Activity =
Every line in the data below that has the word "Option" should be returned.

Provided data =
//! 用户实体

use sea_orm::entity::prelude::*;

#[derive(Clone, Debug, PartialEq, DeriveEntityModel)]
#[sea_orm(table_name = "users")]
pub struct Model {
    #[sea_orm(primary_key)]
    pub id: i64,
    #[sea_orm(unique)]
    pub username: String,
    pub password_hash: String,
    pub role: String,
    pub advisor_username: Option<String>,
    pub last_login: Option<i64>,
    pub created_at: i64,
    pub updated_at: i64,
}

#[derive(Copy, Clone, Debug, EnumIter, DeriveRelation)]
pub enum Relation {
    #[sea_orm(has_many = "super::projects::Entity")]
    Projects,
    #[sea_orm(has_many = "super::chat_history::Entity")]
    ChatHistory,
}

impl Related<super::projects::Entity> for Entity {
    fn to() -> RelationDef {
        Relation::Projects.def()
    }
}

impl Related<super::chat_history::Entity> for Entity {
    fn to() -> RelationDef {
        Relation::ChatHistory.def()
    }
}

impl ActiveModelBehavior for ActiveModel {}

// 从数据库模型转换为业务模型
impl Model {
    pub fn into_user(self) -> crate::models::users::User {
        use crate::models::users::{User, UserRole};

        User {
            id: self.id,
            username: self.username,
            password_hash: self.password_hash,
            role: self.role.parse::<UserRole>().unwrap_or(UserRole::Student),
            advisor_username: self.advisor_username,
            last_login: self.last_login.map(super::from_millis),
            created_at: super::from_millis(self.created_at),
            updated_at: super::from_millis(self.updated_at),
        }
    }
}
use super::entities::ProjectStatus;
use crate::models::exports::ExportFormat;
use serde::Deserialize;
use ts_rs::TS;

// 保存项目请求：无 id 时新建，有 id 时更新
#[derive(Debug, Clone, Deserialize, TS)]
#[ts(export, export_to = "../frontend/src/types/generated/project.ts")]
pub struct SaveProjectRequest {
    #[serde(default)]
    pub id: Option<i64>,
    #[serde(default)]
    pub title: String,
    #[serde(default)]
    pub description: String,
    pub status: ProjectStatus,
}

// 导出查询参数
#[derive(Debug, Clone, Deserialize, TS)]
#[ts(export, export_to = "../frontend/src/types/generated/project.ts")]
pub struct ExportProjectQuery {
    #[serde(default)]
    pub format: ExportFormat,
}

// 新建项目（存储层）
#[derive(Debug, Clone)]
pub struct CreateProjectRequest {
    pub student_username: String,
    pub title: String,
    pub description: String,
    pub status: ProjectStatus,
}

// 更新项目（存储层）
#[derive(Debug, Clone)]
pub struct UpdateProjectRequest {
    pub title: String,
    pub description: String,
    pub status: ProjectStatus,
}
* * *
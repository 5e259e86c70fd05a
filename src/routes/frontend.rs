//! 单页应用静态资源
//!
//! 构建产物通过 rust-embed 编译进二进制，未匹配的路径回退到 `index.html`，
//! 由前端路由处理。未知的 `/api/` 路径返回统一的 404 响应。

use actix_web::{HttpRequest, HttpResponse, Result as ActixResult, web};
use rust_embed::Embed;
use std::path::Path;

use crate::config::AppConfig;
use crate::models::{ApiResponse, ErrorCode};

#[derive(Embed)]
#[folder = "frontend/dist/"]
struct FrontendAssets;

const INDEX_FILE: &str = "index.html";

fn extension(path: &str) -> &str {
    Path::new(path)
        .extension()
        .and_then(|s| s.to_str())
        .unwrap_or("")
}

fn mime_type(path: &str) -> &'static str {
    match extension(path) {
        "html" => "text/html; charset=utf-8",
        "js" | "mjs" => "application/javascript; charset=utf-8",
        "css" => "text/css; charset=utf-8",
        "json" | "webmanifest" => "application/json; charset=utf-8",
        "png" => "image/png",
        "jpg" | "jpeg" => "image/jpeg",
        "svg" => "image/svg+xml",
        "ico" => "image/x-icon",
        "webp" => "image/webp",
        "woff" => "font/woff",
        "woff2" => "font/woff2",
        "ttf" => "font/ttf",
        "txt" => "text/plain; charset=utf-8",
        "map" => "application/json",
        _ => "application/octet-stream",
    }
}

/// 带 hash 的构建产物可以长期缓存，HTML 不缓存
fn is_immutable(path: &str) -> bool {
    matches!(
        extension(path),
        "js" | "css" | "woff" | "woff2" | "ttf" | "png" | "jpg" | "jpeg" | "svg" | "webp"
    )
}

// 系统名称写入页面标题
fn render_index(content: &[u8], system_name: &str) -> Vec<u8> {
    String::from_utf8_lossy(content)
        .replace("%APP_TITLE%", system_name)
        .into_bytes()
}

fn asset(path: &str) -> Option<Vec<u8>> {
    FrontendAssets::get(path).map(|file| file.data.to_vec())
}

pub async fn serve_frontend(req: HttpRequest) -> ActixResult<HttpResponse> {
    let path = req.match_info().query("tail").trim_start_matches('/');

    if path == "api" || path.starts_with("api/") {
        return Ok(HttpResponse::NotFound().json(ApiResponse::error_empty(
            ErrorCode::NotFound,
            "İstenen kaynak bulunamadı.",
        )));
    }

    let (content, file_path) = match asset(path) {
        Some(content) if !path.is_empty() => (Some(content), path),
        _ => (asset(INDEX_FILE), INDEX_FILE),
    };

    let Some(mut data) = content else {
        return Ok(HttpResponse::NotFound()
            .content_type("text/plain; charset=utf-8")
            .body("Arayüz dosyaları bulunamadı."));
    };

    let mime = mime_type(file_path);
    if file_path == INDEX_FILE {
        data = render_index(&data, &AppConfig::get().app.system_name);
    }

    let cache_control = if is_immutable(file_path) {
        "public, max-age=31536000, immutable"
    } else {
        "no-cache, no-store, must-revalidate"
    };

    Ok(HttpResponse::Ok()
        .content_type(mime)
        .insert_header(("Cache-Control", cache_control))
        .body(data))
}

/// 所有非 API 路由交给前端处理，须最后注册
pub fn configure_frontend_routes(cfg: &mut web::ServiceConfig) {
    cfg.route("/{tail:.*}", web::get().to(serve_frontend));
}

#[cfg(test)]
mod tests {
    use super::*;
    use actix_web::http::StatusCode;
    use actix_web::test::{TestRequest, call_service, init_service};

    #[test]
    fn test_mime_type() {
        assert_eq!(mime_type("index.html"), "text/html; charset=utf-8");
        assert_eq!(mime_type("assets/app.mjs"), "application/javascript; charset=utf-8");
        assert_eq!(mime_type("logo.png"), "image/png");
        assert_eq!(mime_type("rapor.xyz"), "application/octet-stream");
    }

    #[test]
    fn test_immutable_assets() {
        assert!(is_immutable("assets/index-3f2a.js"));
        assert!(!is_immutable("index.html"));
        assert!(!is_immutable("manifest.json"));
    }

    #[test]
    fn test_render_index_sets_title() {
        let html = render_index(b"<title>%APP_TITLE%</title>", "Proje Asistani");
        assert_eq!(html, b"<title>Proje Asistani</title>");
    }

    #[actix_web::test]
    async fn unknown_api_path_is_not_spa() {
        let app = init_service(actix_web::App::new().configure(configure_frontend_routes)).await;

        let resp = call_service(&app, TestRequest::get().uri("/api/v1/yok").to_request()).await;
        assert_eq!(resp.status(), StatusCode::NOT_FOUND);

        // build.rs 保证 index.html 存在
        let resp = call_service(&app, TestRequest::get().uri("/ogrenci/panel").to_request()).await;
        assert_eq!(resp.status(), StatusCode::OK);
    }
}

Result =
    pub advisor_username: Option<String>,
    pub last_login: Option<i64>,
    pub id: Option<i64>,
fn asset(path: &str) -> Option<Vec<u8>> {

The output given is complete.